### [Your assignment]
Select the lines below containing the word "Passes".

### [Records shown]

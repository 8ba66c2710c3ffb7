//! Unit tests for nav-obstacle.

#[cfg(test)]
mod helpers {
    use nav_core::{GeoPoint, ObstacleId};

    use crate::Obstacle;

    pub const ORIGIN: GeoPoint = GeoPoint::new(10.9, 76.9);

    pub fn obstacle(id: u32, position: GeoPoint, radius_m: f64) -> Obstacle {
        Obstacle::new(ObstacleId(id), position, radius_m).unwrap()
    }
}

#[cfg(test)]
mod obstacle {
    use nav_core::{GeoPoint, NavError, ObstacleId};
    use rstest::rstest;

    use super::helpers::{ORIGIN, obstacle};
    use crate::{Obstacle, is_near_obstacle};

    #[test]
    fn rejects_negative_radius() {
        assert_eq!(
            Obstacle::new(ObstacleId(0), ORIGIN, -1.0).unwrap_err(),
            NavError::InvalidRadius(-1.0)
        );
        assert!(Obstacle::new(ObstacleId(0), GeoPoint::new(f64::NAN, 0.0), 1.0).is_err());
    }

    #[test]
    fn confirmed_is_permanent() {
        let o = obstacle(0, ORIGIN, 5.0).confirmed();
        assert!(o.is_detected());
        assert!(o.is_permanent());
    }

    #[rstest]
    #[case(0.0, 3.0)]
    #[case(5.0, 3.0)]
    #[case(5.0, 0.0)]
    #[case(12.5, 25.0)]
    fn proximity_boundary(#[case] radius: f64, #[case] margin: f64) {
        let obs = [obstacle(0, ORIGIN, radius)];
        assert!(is_near_obstacle(ORIGIN, &obs, margin));

        let reach = radius + margin;
        assert!(is_near_obstacle(ORIGIN.offset_m(reach - 0.01, 0.0), &obs, margin));
        assert!(!is_near_obstacle(ORIGIN.offset_m(reach + 0.01, 0.0), &obs, margin));
    }
}

#[cfg(test)]
mod proximity {
    use super::helpers::{ORIGIN, obstacle};
    use crate::{
        departure_intersects_obstacle, look_ahead_blocked, path_is_clear, route_obstacle_intersections,
        segment_intersects_obstacle,
    };

    #[test]
    fn departing_from_the_centre_is_clear() {
        let o = obstacle(0, ORIGIN, 5.0);
        let b = ORIGIN.offset_m(0.0, 60.0);
        assert!(segment_intersects_obstacle(ORIGIN, b, &o, 0.0));
        assert!(!departure_intersects_obstacle(ORIGIN, b, &o, 0.0));
    }

    #[test]
    fn departing_through_the_centre_hits() {
        let o = obstacle(0, ORIGIN, 5.0);
        // Starts 3 m south, heads north across the centre.
        let a = ORIGIN.offset_m(-3.0, 0.0);
        let b = ORIGIN.offset_m(60.0, 0.0);
        assert!(departure_intersects_obstacle(a, b, &o, 0.0));
    }

    #[test]
    fn departure_ending_inside_hits() {
        let o = obstacle(0, ORIGIN, 5.0);
        assert!(departure_intersects_obstacle(ORIGIN, ORIGIN.offset_m(0.0, 2.0), &o, 0.0));
    }

    #[test]
    fn departure_from_outside_is_a_plain_segment_test() {
        let o = obstacle(0, ORIGIN, 5.0);
        let a = ORIGIN.offset_m(-50.0, 0.0);
        let b = ORIGIN.offset_m(50.0, 0.0);
        assert!(departure_intersects_obstacle(a, b, &o, 0.0));
        let b = ORIGIN.offset_m(-50.0, 60.0);
        assert!(!departure_intersects_obstacle(a, b, &o, 0.0));
    }

    #[test]
    fn long_segment_through_centre_hits() {
        let o = obstacle(0, ORIGIN, 5.0);
        let a = ORIGIN.offset_m(-50.0, 0.0);
        let b = ORIGIN.offset_m(50.0, 0.0);
        assert!(segment_intersects_obstacle(a, b, &o, 5.0));
    }

    #[test]
    fn far_segment_is_clear() {
        let o = obstacle(0, ORIGIN, 5.0);
        let a = ORIGIN.offset_m(-50.0, 50.0);
        let b = ORIGIN.offset_m(50.0, 50.0);
        assert!(!segment_intersects_obstacle(a, b, &o, 5.0));
    }

    #[test]
    fn short_segment_uses_fine_scan() {
        let o = obstacle(0, ORIGIN, 5.0);

        // Passes 3 m from the centre: a scan point lands inside the radius.
        let a = ORIGIN.offset_m(-10.0, 3.0);
        let b = ORIGIN.offset_m(10.0, 3.0);
        assert!(segment_intersects_obstacle(a, b, &o, 5.0));

        // Passes 7 m away: within the margin but never inside the radius.
        let a = ORIGIN.offset_m(-10.0, 7.0);
        let b = ORIGIN.offset_m(10.0, 7.0);
        assert!(!segment_intersects_obstacle(a, b, &o, 5.0));
    }

    #[test]
    fn long_segment_relies_on_distance_check() {
        let o = obstacle(0, ORIGIN, 5.0);
        let a = ORIGIN.offset_m(-50.0, 7.0);
        let b = ORIGIN.offset_m(50.0, 7.0);
        assert!(segment_intersects_obstacle(a, b, &o, 5.0));
    }

    #[test]
    fn zero_radius_endpoint_hit() {
        let o = obstacle(0, ORIGIN, 0.0);
        assert!(segment_intersects_obstacle(ORIGIN, ORIGIN.offset_m(100.0, 0.0), &o, 0.0));
    }

    #[test]
    fn counts_blocked_segments() {
        let obs = [obstacle(0, ORIGIN.offset_m(100.0, 0.0), 5.0)];
        let path = [
            ORIGIN,
            ORIGIN.offset_m(60.0, 0.0),
            ORIGIN.offset_m(140.0, 0.0),
            ORIGIN.offset_m(140.0, 80.0),
        ];
        assert_eq!(route_obstacle_intersections(&path, &obs, 5.0), 1);
        assert!(!path_is_clear(&path, &obs, 5.0));
        assert!(path_is_clear(&path, &[], 5.0));
    }

    #[test]
    fn look_ahead_window() {
        let path: Vec<_> = (0..6).map(|i| ORIGIN.offset_m(i as f64 * 50.0, 0.0)).collect();
        // 20 m beside segment 2 → 3.
        let obs = [obstacle(0, ORIGIN.offset_m(125.0, 20.0), 5.0)];

        assert!(look_ahead_blocked(path[0], &path, 0, 3, &obs, 25.0));
        assert!(!look_ahead_blocked(path[0], &path, 0, 2, &obs, 25.0));
        assert!(!look_ahead_blocked(path[0], &path, 0, 3, &obs, 10.0));
        // Past the obstacle.
        assert!(!look_ahead_blocked(path[4], &path, 4, 3, &obs, 25.0));
        assert!(!look_ahead_blocked(path[5], &path, 5, 3, &obs, 25.0));
    }
}

#[cfg(test)]
mod set {
    use nav_core::{GeoPoint, ObstacleId};
    use rand::rngs::SmallRng;
    use rand::{Rng, SeedableRng};

    use super::helpers::{ORIGIN, obstacle};
    use crate::{ObstacleSet, is_near_obstacle};

    #[test]
    fn index_agrees_with_linear_scan() {
        let mut rng = SmallRng::seed_from_u64(17);
        for _ in 0..50 {
            let obs: Vec<_> = (0..rng.gen_range(0..12))
                .map(|i| {
                    let pos = ORIGIN.offset_m(rng.gen_range(-200.0..200.0), rng.gen_range(-200.0..200.0));
                    obstacle(i, pos, rng.gen_range(0.0..15.0))
                })
                .collect();
            let set = ObstacleSet::from_obstacles(obs.clone());
            for _ in 0..40 {
                let q = ORIGIN.offset_m(rng.gen_range(-220.0..220.0), rng.gen_range(-220.0..220.0));
                let margin = rng.gen_range(0.0..25.0);
                assert_eq!(set.is_near(q, margin), is_near_obstacle(q, &obs, margin));
            }
        }
    }

    #[test]
    fn added_obstacles_get_fresh_ids() {
        let set = ObstacleSet::new()
            .with_added(obstacle(99, ORIGIN, 5.0))
            .with_added(obstacle(99, ORIGIN.offset_m(100.0, 0.0), 5.0));
        let ids: Vec<_> = set.iter().map(|o| o.id()).collect();
        assert_eq!(ids, vec![ObstacleId(0), ObstacleId(1)]);
    }

    #[test]
    fn removal_does_not_reuse_ids() {
        let set = ObstacleSet::new()
            .with_added(obstacle(0, ORIGIN, 5.0))
            .with_added(obstacle(0, ORIGIN.offset_m(100.0, 0.0), 5.0));
        let set = set.without(ObstacleId(1));
        assert_eq!(set.len(), 1);
        assert_eq!(set.next_id(), ObstacleId(2));
        assert_eq!(set.without(ObstacleId(42)).len(), 1);
    }

    #[test]
    fn old_snapshot_is_untouched() {
        let before = ObstacleSet::new().with_added(obstacle(0, ORIGIN, 5.0));
        let after = before.with_added(obstacle(0, ORIGIN.offset_m(100.0, 0.0), 5.0));
        assert_eq!(before.len(), 1);
        assert_eq!(after.len(), 2);
    }

    #[test]
    fn confirmed_detection_supersedes_transient() {
        let set = ObstacleSet::new().with_added(obstacle(0, ORIGIN, 3.0));
        let merged = set.merge_candidate(obstacle(0, ORIGIN.offset_m(6.0, 0.0), 8.0).confirmed(), 10.0);

        assert_eq!(merged.len(), 1);
        let o = merged.get(ObstacleId(0)).unwrap();
        assert!(o.is_detected());
        assert_eq!(o.radius_m(), 8.0);
    }

    #[test]
    fn permanent_marker_is_kept() {
        let set = ObstacleSet::new().with_added(obstacle(0, ORIGIN, 3.0).confirmed());
        let merged = set.merge_candidate(obstacle(0, ORIGIN.offset_m(4.0, 0.0), 9.0), 10.0);
        assert_eq!(merged.len(), 1);
        assert_eq!(merged.as_slice()[0].radius_m(), 3.0);
    }

    #[test]
    fn distant_candidate_is_added() {
        let set = ObstacleSet::new().with_added(obstacle(0, ORIGIN, 3.0));
        let merged = set.merge_detections(
            [
                obstacle(0, ORIGIN.offset_m(50.0, 0.0), 5.0).confirmed(),
                obstacle(0, ORIGIN.offset_m(52.0, 0.0), 5.0).confirmed(),
            ],
            10.0,
        );
        assert_eq!(merged.len(), 2);
    }

    #[test]
    fn nearest_centre() {
        let set = ObstacleSet::new()
            .with_added(obstacle(0, ORIGIN, 3.0))
            .with_added(obstacle(0, ORIGIN.offset_m(100.0, 0.0), 3.0));
        let q = ORIGIN.offset_m(80.0, 0.0);
        assert_eq!(set.nearest(q).map(|o| o.id()), Some(ObstacleId(1)));
        assert!(ObstacleSet::new().nearest(q).is_none());
        assert!(!set.is_near(GeoPoint::new(f64::NAN, 0.0), 3.0));
    }
}

#[cfg(test)]
mod detection {
    use nav_core::NavError;

    use crate::{actionable_obstacles, parse_report};

    const REPORT: &str = r#"{
        "objects": [
            {"position": [10.9005, 76.9], "confidence": 0.9, "class": "bench", "is_obstacle": true},
            {"position": [10.9006, 76.9], "confidence": 0.4, "class": "person", "is_obstacle": true},
            {"position": [10.9007, 76.9], "confidence": 0.9, "class": "bird", "is_obstacle": false},
            {"position": null, "confidence": 0.95, "class": "cone", "is_obstacle": true},
            {"position": [10.9008, 76.9], "radius": 2.5, "confidence": 0.7, "class": "cart", "is_obstacle": true},
            {"position": [95.0, 76.9], "confidence": 0.9, "class": "glitch", "is_obstacle": true}
        ]
    }"#;

    #[test]
    fn filters_and_converts() {
        let obstacles = actionable_obstacles(parse_report(REPORT).unwrap());
        assert_eq!(obstacles.len(), 2);

        assert_eq!(obstacles[0].radius_m(), 5.0);
        assert!(obstacles[0].is_detected() && obstacles[0].is_permanent());
        assert_eq!(obstacles[1].radius_m(), 2.5);
    }

    #[test]
    fn missing_flag_means_not_an_obstacle() {
        let c = parse_report(r#"{"objects":[{"position":[10.9,76.9],"confidence":0.9}]}"#).unwrap();
        assert!(actionable_obstacles(c).is_empty());
    }

    #[test]
    fn malformed_payload_is_rejected() {
        assert!(matches!(parse_report("{\"objects\": 3}"), Err(NavError::Parse(_))));
        assert!(parse_report("{}").unwrap().is_empty());
    }
}

#[cfg(test)]
mod avoid {
    use super::helpers::{ORIGIN, obstacle};
    use crate::avoid::POLYGON_VERTICES;
    use crate::avoidance_polygons;

    #[test]
    fn closed_octagon_scaled() {
        let polys = avoidance_polygons(&[obstacle(0, ORIGIN, 5.0)], 2.0);
        assert_eq!(polys.len(), 1);

        let ring = &polys[0].ring;
        assert_eq!(ring.len(), POLYGON_VERTICES + 1);
        assert_eq!(ring[0], ring[POLYGON_VERTICES]);

        // Vertex 2 sits due north at 10 m (within the degree approximation).
        let d = ORIGIN.distance_m(ring[2]);
        assert!((d - 10.0).abs() < 0.1, "got {d}");
        assert_eq!(polys[0].lon_lat_ring()[0], [ring[0].lon, ring[0].lat]);
    }
}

### [Exercise result]
        // Passes 3 m from the centre: a scan point lands inside the radius.
        // Passes 7 m away: within the margin but never inside the radius.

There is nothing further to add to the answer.